Dataset excerpts
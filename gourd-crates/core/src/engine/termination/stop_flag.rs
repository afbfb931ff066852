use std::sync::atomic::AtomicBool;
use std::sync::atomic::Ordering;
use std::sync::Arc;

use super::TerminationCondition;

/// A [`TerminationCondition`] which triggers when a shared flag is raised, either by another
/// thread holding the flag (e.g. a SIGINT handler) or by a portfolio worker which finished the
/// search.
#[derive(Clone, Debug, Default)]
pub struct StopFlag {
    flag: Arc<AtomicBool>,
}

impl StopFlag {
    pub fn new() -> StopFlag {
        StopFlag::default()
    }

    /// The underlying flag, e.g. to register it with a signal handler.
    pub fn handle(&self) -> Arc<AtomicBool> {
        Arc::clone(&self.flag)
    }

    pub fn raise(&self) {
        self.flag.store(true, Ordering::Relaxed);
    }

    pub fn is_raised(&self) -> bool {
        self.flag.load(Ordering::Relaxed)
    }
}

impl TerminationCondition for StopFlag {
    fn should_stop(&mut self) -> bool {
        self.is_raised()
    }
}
...
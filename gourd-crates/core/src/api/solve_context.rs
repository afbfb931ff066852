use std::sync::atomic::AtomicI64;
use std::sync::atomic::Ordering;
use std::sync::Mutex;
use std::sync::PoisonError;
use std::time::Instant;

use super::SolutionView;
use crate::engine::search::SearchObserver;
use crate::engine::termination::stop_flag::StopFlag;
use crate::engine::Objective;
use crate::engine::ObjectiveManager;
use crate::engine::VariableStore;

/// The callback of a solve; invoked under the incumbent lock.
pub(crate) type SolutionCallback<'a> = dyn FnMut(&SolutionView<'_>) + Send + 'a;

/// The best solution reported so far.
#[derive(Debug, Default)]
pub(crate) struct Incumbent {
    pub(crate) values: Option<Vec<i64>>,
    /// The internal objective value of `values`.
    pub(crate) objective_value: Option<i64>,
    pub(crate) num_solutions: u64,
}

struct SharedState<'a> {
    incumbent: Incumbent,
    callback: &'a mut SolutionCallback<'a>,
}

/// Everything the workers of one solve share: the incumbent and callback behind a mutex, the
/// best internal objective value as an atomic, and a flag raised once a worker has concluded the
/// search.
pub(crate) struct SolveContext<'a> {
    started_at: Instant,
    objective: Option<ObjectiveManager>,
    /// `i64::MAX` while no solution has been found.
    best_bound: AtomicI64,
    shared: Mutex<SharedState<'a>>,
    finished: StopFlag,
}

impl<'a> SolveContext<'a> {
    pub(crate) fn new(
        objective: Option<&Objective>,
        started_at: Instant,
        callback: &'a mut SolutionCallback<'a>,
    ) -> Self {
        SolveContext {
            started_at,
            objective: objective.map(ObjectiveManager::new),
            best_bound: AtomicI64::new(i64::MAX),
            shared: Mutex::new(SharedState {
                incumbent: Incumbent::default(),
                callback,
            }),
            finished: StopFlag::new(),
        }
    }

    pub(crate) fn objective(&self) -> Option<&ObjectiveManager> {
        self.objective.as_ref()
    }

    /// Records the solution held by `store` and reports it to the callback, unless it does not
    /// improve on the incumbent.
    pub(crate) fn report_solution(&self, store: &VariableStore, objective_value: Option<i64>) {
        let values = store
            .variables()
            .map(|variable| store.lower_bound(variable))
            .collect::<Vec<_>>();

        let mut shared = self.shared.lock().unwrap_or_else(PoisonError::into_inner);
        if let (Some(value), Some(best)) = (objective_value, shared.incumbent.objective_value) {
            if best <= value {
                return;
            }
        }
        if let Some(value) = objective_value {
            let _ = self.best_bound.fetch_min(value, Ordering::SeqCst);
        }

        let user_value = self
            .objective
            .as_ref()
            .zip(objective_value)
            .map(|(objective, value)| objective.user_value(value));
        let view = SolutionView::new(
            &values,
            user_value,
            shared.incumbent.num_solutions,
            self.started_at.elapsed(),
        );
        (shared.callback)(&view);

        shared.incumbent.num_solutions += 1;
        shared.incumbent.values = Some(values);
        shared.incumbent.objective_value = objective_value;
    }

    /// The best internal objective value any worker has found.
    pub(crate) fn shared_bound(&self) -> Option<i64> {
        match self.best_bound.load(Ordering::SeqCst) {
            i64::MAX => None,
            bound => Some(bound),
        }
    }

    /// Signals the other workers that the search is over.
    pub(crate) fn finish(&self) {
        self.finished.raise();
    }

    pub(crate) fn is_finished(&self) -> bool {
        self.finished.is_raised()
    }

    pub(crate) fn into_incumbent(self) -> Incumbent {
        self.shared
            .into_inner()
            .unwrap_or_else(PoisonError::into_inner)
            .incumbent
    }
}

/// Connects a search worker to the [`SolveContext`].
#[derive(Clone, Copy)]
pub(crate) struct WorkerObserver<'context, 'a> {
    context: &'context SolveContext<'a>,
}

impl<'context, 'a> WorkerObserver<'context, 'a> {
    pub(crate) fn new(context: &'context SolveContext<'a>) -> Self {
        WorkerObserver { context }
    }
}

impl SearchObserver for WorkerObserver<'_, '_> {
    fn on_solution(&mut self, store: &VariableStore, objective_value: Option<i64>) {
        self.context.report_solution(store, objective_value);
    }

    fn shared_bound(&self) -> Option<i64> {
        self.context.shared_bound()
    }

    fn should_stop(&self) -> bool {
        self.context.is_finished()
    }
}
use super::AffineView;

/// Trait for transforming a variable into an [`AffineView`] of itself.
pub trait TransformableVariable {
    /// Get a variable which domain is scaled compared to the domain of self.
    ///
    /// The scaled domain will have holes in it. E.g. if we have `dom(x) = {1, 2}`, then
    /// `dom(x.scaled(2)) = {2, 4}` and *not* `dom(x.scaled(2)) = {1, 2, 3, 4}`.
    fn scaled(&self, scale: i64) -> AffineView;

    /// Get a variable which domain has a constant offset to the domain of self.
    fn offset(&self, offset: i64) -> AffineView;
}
---
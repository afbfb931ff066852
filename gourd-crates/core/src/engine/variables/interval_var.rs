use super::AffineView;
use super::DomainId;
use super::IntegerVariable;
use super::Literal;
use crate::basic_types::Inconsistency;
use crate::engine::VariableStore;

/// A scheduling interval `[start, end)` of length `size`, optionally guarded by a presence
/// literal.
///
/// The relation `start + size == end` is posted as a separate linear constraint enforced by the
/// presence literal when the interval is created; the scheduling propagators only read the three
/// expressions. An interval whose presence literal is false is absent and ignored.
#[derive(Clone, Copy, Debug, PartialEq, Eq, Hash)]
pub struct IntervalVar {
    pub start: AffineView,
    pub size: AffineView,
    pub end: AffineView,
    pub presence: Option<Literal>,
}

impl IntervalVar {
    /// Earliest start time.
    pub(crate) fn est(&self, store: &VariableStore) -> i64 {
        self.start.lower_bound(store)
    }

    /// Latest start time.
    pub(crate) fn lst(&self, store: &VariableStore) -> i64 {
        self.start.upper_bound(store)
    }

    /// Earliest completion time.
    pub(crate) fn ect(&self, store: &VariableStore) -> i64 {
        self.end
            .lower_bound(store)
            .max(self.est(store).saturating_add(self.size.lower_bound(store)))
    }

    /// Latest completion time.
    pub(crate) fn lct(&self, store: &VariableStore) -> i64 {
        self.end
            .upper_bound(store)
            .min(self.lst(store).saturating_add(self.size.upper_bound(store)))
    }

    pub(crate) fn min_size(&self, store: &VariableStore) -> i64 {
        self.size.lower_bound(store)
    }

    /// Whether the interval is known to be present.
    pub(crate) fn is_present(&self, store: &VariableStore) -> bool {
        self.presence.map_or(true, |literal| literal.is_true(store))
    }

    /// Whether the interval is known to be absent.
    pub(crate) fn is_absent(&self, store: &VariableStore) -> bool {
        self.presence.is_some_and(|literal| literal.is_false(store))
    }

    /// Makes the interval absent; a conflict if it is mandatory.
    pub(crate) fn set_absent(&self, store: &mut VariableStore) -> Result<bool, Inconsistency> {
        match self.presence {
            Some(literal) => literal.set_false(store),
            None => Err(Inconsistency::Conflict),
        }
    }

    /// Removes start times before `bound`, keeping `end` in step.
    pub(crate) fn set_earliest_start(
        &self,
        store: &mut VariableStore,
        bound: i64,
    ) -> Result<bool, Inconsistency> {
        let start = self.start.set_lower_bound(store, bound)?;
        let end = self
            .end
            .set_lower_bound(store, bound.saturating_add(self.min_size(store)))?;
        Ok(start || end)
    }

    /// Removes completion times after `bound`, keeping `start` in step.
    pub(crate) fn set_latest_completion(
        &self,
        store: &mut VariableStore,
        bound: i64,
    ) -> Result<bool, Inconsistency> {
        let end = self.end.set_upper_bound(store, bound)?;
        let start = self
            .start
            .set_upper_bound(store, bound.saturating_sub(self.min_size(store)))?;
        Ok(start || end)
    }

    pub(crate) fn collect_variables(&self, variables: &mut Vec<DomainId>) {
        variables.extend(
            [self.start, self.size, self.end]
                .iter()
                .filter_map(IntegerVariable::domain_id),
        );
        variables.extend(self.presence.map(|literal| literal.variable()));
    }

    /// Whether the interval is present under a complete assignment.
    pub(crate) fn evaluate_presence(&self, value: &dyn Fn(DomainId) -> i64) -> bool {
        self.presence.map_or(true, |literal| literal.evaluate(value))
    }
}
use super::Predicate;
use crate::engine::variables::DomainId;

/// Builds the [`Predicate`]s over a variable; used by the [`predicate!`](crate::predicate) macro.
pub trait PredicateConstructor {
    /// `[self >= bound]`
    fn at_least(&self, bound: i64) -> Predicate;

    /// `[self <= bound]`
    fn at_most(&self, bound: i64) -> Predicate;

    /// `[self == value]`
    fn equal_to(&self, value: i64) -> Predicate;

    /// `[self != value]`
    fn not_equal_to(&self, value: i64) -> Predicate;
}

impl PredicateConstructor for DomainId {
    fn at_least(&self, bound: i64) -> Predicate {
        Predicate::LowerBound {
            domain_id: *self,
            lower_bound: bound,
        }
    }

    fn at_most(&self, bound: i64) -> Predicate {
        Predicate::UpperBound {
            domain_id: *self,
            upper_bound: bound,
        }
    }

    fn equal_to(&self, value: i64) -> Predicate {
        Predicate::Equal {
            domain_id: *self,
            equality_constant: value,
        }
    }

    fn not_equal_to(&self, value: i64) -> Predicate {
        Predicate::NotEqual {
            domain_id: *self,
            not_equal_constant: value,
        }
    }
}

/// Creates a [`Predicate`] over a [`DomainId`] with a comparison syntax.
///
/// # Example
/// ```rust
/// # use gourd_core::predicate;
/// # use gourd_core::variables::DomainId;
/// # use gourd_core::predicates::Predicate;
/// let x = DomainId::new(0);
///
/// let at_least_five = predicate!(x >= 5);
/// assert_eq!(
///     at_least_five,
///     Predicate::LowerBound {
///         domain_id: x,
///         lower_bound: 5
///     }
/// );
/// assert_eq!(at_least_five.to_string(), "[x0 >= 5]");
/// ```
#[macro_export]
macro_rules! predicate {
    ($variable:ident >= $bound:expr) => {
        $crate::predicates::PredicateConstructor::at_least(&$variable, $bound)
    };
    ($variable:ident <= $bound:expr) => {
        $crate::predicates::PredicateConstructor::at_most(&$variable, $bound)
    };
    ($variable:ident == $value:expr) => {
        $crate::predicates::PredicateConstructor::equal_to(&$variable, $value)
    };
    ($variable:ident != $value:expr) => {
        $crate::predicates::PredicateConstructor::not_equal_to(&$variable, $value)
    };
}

● **What you need to do**
The lines above from the one with "search is over." through the one with "offset to the domain of self." are to be duplicated exactly, ends included, with nothing added.

● **Reply to the task**
    /// Signals the other workers that the search is over.
    pub(crate) fn finish(&self) {
        self.finished.raise();
    }

    pub(crate) fn is_finished(&self) -> bool {
        self.finished.is_raised()
    }

    pub(crate) fn into_incumbent(self) -> Incumbent {
        self.shared
            .into_inner()
            .unwrap_or_else(PoisonError::into_inner)
            .incumbent
    }
}

/// Connects a search worker to the [`SolveContext`].
#[derive(Clone, Copy)]
pub(crate) struct WorkerObserver<'context, 'a> {
    context: &'context SolveContext<'a>,
}

impl<'context, 'a> WorkerObserver<'context, 'a> {
    pub(crate) fn new(context: &'context SolveContext<'a>) -> Self {
        WorkerObserver { context }
    }
}

impl SearchObserver for WorkerObserver<'_, '_> {
    fn on_solution(&mut self, store: &VariableStore, objective_value: Option<i64>) {
        self.context.report_solution(store, objective_value);
    }

    fn shared_bound(&self) -> Option<i64> {
        self.context.shared_bound()
    }

    fn should_stop(&self) -> bool {
        self.context.is_finished()
    }
}
use super::AffineView;

/// Trait for transforming a variable into an [`AffineView`] of itself.
pub trait TransformableVariable {
    /// Get a variable which domain is scaled compared to the domain of self.
    ///
    /// The scaled domain will have holes in it. E.g. if we have `dom(x) = {1, 2}`, then
    /// `dom(x.scaled(2)) = {2, 4}` and *not* `dom(x.scaled(2)) = {1, 2, 3, 4}`.
    fn scaled(&self, scale: i64) -> AffineView;

    /// Get a variable which domain has a constant offset to the domain of self.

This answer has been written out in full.